Data records:

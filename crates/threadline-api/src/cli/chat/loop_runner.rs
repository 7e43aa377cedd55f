//! Main chat loop orchestration.
//!
//! Sets up a session (re-prompting on bad credentials), prints the banner
//! and greeting, then runs one exchange per submitted line until the user
//! exits.

use std::time::Instant;

use anyhow::Result;
use console::style;
use dialoguer::Confirm;
use tokio_util::sync::CancellationToken;
use tracing::info;

use threadline_core::session::ConversationSession;
use threadline_infra::assistant::{OpenAiAssistantClient, OpenAiConnector};
use threadline_types::chat::{ExchangeOutcome, ExchangeState};
use threadline_types::config::ChatConfig;
use threadline_types::error::ExchangeFailure;

use crate::cli::CredentialArgs;
use crate::cli::credentials;

use super::banner::{print_init_error, print_welcome_banner};
use super::commands::{self, ChatCommand};
use super::input::{ChatInput, InputEvent};
use super::renderer::{ChatRenderer, spinner};

type Session = ConversationSession<OpenAiAssistantClient>;

/// Run the interactive chat loop.
pub async fn run_chat_loop(config: &ChatConfig, args: &CredentialArgs) -> Result<()> {
    let connector = OpenAiConnector::from_config(config);
    let mut session = establish_session(&connector, config, args).await?;

    let assistant = session.assistant().clone();
    let assistant_name = assistant
        .name
        .clone()
        .unwrap_or_else(|| "Assistant".to_string());
    print_welcome_banner(&assistant, &session.handles().thread_id);

    let renderer = ChatRenderer::new();
    for greeting in session.messages() {
        renderer.print_assistant(&assistant_name, &greeting);
    }

    let prompt = format!("  {} ", style("You >").green().bold());
    let (mut chat_input, _writer) = ChatInput::new(prompt)
        .map_err(|e| anyhow::anyhow!("Failed to initialize input: {e}"))?;

    loop {
        let text = match chat_input.read_line().await {
            InputEvent::Eof => break,
            InputEvent::Interrupted => {
                println!("  {}", style("Press Ctrl+D or type /exit to leave.").dim());
                continue;
            }
            InputEvent::Line(text) if text.is_empty() => continue,
            InputEvent::Line(text) => text,
        };

        if let Some(cmd) = commands::parse(&text) {
            match cmd {
                ChatCommand::Help => commands::print_help(),
                ChatCommand::History => renderer.print_history(&assistant_name, &session.messages()),
                ChatCommand::Clear => chat_input.clear(),
                ChatCommand::Exit => break,
                ChatCommand::Unknown(name) => println!(
                    "\n  {} Unknown command: {}. Type /help for available commands.\n",
                    style("?").yellow().bold(),
                    style(name).dim()
                ),
            }
            continue;
        }

        let started = Instant::now();
        let (result, polls) = send_with_spinner(&mut session, &mut chat_input, &text).await;
        match result {
            Ok(ExchangeOutcome::Delivered { run_id, reply }) => {
                renderer.print_assistant(&assistant_name, &reply);
                renderer.print_stats_footer(run_id.as_str(), polls, started.elapsed());
            }
            Ok(ExchangeOutcome::NoReply { run_id, status }) => {
                println!(
                    "\n  {} The run ended ({status}) without a reply. {}\n",
                    style("!").yellow().bold(),
                    style(run_id).dim()
                );
            }
            Err(ExchangeFailure::Cancelled) => {
                println!("\n  {}\n", style("Stopped waiting for a reply.").dim());
            }
            Err(e) => {
                eprintln!("\n  {} {e}", style("!").red().bold());
                eprintln!("  {}\n", style("Type a message to try again, /exit to quit.").dim());
            }
        }
    }

    println!("\n  {}", style("Session ended.").dim());
    info!(thread_id = %session.handles().thread_id, messages = session.messages().len(), "chat session ended");
    Ok(())
}

/// Initialize a session, offering to re-enter credentials after a failure.
async fn establish_session(
    connector: &OpenAiConnector,
    config: &ChatConfig,
    args: &CredentialArgs,
) -> Result<Session> {
    let mut creds = credentials::resolve_interactive(args)?;
    loop {
        let connecting = spinner("connecting...");
        let result = ConversationSession::initialize(connector, &creds, config).await;
        connecting.finish_and_clear();

        match result {
            Ok(session) => return Ok(session),
            Err(err) => {
                print_init_error(&err);
                let retry = Confirm::new()
                    .with_prompt("Re-enter credentials?")
                    .default(true)
                    .interact()?;
                if !retry {
                    return Err(err.into());
                }
                creds = credentials::reenter(creds.assistant_id.as_str())?;
            }
        }
    }
}

/// What a prompt event means while a reply is pending.
#[derive(Debug, PartialEq, Eq)]
enum PendingInput {
    /// Stop waiting for the reply.
    Cancel,
    /// Typed ahead; dropped, never sent.
    Discard,
}

fn pending_input(event: &InputEvent) -> PendingInput {
    match event {
        InputEvent::Interrupted | InputEvent::Eof => PendingInput::Cancel,
        InputEvent::Line(_) => PendingInput::Discard,
    }
}

/// Drive one exchange while a spinner shows the polling progress. Returns
/// the result together with the number of status checks made.
///
/// Ctrl+C cancels the exchange. Raw-mode terminals deliver it through the
/// line editor, others as a signal, so both are watched. Lines submitted
/// during the wait are discarded.
async fn send_with_spinner(
    session: &mut Session,
    chat_input: &mut ChatInput,
    text: &str,
) -> (Result<ExchangeOutcome, ExchangeFailure>, u32) {
    let waiting = spinner("waiting...");
    let mut checks = 0;
    let cancel = CancellationToken::new();
    let mut states = session.subscribe();

    let send = session.send_message(text, &cancel);
    tokio::pin!(send);

    let result = loop {
        tokio::select! {
            result = &mut send => break result,
            Ok(()) = states.changed() => {
                if let ExchangeState::Waiting { polls, .. } = &*states.borrow() {
                    checks = *polls;
                    waiting.set_message(format!("waiting... ({polls} checks)"));
                }
            }
            event = chat_input.read_line(), if !cancel.is_cancelled() => match pending_input(&event) {
                PendingInput::Cancel => {
                    cancel.cancel();
                    waiting.set_message("cancelling...");
                }
                PendingInput::Discard => {
                    waiting.println("  A reply is still pending; input discarded. Ctrl+C stops waiting.");
                }
            },
            _ = tokio::signal::ctrl_c(), if !cancel.is_cancelled() => {
                cancel.cancel();
                waiting.set_message("cancelling...");
            }
        }
    };

    waiting.finish_and_clear();
    (result, checks)
}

Brief:
Only one stretch of the entries above is wanted: the lines from the one containing "repository 7e43aa377cedd55f" through the one containing "use crate::cli::credentials;". Please reproduce it exactly.

Answer:
repository 7e43aa377cedd55f
//! Main chat loop orchestration.
//!
//! Sets up a session (re-prompting on bad credentials), prints the banner
//! and greeting, then runs one exchange per submitted line until the user
//! exits.

use std::time::Instant;

use anyhow::Result;
use console::style;
use dialoguer::Confirm;
use tokio_util::sync::CancellationToken;
use tracing::info;

use threadline_core::session::ConversationSession;
use threadline_infra::assistant::{OpenAiAssistantClient, OpenAiConnector};
use threadline_types::chat::{ExchangeOutcome, ExchangeState};
use threadline_types::config::ChatConfig;
use threadline_types::error::ExchangeFailure;

use crate::cli::CredentialArgs;
use crate::cli::credentials;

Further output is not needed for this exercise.